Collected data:
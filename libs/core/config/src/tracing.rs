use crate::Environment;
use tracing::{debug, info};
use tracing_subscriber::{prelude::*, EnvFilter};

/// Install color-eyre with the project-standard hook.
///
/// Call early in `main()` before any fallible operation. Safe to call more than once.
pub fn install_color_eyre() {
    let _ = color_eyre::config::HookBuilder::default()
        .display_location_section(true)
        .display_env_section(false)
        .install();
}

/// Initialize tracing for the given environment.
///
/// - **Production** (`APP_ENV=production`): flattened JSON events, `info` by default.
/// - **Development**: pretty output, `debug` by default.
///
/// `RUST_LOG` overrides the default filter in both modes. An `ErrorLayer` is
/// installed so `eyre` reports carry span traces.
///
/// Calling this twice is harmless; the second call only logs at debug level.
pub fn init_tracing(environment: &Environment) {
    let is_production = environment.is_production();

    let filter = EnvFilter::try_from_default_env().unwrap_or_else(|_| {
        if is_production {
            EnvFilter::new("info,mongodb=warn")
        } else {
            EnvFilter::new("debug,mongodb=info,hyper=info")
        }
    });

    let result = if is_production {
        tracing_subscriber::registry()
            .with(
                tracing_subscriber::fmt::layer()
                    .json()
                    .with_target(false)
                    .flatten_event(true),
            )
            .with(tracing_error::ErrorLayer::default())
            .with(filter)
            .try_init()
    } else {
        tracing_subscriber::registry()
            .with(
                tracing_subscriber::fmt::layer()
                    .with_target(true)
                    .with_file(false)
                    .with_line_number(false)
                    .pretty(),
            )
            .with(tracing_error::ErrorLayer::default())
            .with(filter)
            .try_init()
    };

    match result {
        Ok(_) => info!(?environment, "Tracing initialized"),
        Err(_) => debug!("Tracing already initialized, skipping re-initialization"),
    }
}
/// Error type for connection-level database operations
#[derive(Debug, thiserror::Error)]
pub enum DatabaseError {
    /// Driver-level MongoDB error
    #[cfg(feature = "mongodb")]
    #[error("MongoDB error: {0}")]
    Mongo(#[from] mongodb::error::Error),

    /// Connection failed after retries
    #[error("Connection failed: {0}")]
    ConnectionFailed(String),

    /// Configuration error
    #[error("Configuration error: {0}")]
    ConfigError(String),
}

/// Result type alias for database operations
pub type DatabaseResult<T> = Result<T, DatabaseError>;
...
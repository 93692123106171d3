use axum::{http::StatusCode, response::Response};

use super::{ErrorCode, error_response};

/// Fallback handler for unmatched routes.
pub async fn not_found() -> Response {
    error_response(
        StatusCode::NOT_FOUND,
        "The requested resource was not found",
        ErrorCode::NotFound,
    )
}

**REQUIREMENT**
Print again the lines of the entries above that fall between the line holding "use crate::Environment;" and the line holding "at debug level.", inclusive, exactly as they stand.

**RESULT FOR THIS TASK**
use crate::Environment;
use tracing::{debug, info};
use tracing_subscriber::{prelude::*, EnvFilter};

/// Install color-eyre with the project-standard hook.
///
/// Call early in `main()` before any fallible operation. Safe to call more than once.
pub fn install_color_eyre() {
    let _ = color_eyre::config::HookBuilder::default()
        .display_location_section(true)
        .display_env_section(false)
        .install();
}

/// Initialize tracing for the given environment.
///
/// - **Production** (`APP_ENV=production`): flattened JSON events, `info` by default.
/// - **Development**: pretty output, `debug` by default.
///
/// `RUST_LOG` overrides the default filter in both modes. An `ErrorLayer` is
/// installed so `eyre` reports carry span traces.
///
/// Calling this twice is harmless; the second call only logs at debug level.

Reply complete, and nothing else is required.